▶ [What this task involves]: Repeat exactly the opening lines of the records, ending with the line that contains "pub const fn intersects(self, other: Self)".

^^^^^^^^^^^^^^^^

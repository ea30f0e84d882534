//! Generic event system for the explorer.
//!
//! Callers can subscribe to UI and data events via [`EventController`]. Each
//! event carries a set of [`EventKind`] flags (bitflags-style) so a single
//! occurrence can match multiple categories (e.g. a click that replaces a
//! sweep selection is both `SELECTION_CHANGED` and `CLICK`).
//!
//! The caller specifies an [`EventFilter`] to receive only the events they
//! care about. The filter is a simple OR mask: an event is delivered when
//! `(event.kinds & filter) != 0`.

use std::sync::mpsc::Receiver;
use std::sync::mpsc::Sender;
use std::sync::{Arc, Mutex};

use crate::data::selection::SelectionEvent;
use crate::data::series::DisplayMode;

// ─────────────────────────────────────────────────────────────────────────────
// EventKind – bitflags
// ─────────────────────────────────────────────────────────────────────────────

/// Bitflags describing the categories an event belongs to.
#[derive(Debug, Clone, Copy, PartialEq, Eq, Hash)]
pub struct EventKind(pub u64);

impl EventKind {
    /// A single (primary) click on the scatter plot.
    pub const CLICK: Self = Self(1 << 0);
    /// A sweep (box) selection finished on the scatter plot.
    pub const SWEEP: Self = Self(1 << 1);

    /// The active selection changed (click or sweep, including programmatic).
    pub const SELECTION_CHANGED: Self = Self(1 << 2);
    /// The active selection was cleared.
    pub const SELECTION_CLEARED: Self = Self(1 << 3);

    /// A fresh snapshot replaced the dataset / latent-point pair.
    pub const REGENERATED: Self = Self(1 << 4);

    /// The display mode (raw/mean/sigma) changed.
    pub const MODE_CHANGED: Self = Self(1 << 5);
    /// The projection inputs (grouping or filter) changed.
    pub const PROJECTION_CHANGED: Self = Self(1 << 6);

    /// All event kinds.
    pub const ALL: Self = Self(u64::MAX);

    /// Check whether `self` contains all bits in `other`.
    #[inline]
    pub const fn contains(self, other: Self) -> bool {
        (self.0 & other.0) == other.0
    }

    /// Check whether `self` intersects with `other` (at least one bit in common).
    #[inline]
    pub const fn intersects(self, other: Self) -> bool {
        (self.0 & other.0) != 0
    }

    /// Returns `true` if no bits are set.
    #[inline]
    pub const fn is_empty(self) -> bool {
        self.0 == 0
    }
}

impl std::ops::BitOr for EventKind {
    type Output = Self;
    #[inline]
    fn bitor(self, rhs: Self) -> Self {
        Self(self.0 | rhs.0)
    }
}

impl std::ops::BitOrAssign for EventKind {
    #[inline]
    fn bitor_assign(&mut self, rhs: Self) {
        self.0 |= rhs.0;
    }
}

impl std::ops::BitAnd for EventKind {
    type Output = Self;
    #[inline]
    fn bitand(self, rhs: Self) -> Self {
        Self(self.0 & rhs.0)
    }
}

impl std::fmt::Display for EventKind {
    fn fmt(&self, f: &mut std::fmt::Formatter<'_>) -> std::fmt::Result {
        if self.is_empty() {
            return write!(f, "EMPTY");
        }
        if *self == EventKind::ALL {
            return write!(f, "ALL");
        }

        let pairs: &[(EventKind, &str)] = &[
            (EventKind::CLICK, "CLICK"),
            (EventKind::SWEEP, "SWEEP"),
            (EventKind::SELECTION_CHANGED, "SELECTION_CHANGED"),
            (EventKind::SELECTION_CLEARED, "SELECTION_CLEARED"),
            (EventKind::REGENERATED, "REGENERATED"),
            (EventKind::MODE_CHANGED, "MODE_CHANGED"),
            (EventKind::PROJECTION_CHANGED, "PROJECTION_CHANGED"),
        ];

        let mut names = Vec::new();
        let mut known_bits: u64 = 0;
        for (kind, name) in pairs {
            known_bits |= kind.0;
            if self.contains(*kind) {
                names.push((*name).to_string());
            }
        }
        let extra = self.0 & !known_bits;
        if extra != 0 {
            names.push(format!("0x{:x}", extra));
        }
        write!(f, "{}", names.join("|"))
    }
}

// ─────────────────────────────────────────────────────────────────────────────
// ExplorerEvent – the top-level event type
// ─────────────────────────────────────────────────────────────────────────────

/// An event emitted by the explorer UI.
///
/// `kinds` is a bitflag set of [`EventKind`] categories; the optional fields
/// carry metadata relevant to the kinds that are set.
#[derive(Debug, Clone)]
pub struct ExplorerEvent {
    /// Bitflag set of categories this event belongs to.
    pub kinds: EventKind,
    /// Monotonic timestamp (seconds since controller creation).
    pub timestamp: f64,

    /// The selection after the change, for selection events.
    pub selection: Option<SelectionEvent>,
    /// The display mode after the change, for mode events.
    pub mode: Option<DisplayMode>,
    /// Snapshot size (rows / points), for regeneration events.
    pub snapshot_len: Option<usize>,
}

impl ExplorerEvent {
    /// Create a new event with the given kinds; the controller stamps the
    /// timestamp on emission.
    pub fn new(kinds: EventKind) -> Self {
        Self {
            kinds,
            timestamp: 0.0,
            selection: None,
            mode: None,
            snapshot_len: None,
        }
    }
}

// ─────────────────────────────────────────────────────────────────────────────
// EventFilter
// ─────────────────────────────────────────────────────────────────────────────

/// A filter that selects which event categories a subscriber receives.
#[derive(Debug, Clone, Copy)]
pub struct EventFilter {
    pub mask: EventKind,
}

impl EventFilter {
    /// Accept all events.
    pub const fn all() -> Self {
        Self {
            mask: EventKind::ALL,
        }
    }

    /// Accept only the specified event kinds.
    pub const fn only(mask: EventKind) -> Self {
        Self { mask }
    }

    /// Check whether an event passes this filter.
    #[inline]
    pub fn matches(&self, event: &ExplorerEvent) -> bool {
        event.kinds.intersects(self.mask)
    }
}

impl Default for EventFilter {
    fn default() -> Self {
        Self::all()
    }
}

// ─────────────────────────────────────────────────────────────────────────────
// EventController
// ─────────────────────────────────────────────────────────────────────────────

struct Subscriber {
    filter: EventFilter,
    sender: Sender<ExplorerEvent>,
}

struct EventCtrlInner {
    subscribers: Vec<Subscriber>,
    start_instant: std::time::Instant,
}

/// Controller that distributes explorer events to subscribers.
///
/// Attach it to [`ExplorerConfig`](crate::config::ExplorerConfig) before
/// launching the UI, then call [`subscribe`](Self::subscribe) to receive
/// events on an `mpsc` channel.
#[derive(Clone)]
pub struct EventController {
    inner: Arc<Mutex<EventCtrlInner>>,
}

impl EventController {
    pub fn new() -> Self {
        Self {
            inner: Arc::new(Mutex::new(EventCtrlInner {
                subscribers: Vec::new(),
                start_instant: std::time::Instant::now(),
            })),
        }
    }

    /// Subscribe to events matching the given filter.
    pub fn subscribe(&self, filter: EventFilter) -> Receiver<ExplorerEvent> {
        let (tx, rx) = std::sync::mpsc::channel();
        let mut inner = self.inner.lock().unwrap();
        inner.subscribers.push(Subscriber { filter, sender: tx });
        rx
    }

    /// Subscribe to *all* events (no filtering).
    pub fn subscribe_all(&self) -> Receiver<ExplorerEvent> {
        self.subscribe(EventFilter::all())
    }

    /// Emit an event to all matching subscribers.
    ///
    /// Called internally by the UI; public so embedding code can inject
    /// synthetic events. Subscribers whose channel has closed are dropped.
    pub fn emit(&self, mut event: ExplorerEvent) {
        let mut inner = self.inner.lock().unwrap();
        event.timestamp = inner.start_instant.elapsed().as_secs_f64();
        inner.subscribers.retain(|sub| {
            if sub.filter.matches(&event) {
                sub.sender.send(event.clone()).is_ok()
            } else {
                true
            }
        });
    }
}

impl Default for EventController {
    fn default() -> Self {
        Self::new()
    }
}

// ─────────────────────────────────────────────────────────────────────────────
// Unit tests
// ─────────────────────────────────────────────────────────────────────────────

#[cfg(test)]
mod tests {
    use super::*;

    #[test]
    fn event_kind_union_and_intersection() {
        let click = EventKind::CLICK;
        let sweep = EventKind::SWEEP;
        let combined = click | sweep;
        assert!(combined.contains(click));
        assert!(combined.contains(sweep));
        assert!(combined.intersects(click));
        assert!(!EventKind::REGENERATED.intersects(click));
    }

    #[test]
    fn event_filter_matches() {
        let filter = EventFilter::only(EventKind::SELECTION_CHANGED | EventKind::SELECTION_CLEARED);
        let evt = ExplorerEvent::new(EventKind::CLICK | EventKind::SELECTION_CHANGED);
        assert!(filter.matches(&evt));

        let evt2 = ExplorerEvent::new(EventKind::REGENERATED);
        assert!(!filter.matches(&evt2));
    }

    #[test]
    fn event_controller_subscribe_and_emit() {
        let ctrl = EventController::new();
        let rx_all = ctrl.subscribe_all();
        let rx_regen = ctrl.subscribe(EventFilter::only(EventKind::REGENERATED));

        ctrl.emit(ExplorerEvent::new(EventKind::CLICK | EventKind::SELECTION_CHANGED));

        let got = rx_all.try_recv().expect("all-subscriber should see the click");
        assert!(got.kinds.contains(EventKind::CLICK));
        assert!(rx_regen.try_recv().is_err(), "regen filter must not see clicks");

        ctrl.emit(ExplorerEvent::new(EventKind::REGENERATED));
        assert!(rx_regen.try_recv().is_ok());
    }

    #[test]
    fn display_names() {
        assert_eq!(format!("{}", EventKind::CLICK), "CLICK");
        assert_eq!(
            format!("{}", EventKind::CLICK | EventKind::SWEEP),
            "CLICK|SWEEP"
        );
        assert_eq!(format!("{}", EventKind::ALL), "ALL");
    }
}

^^^^^^^^^^^^^^^^

▶ [Exercise answer]:
repository ea30f0e84d882534
//! Generic event system for the explorer.
//!
//! Callers can subscribe to UI and data events via [`EventController`]. Each
//! event carries a set of [`EventKind`] flags (bitflags-style) so a single
//! occurrence can match multiple categories (e.g. a click that replaces a
//! sweep selection is both `SELECTION_CHANGED` and `CLICK`).
//!
//! The caller specifies an [`EventFilter`] to receive only the events they
//! care about. The filter is a simple OR mask: an event is delivered when
//! `(event.kinds & filter) != 0`.

use std::sync::mpsc::Receiver;
use std::sync::mpsc::Sender;
use std::sync::{Arc, Mutex};

use crate::data::selection::SelectionEvent;
use crate::data::series::DisplayMode;

// ─────────────────────────────────────────────────────────────────────────────
// EventKind – bitflags
// ─────────────────────────────────────────────────────────────────────────────

/// Bitflags describing the categories an event belongs to.
#[derive(Debug, Clone, Copy, PartialEq, Eq, Hash)]
pub struct EventKind(pub u64);

impl EventKind {
    /// A single (primary) click on the scatter plot.
    pub const CLICK: Self = Self(1 << 0);
    /// A sweep (box) selection finished on the scatter plot.
    pub const SWEEP: Self = Self(1 << 1);

    /// The active selection changed (click or sweep, including programmatic).
    pub const SELECTION_CHANGED: Self = Self(1 << 2);
    /// The active selection was cleared.
    pub const SELECTION_CLEARED: Self = Self(1 << 3);

    /// A fresh snapshot replaced the dataset / latent-point pair.
    pub const REGENERATED: Self = Self(1 << 4);

    /// The display mode (raw/mean/sigma) changed.
    pub const MODE_CHANGED: Self = Self(1 << 5);
    /// The projection inputs (grouping or filter) changed.
    pub const PROJECTION_CHANGED: Self = Self(1 << 6);

    /// All event kinds.
    pub const ALL: Self = Self(u64::MAX);

    /// Check whether `self` contains all bits in `other`.
    #[inline]
    pub const fn contains(self, other: Self) -> bool {
        (self.0 & other.0) == other.0
    }

    /// Check whether `self` intersects with `other` (at least one bit in common).
    #[inline]
    pub const fn intersects(self, other: Self) -> bool {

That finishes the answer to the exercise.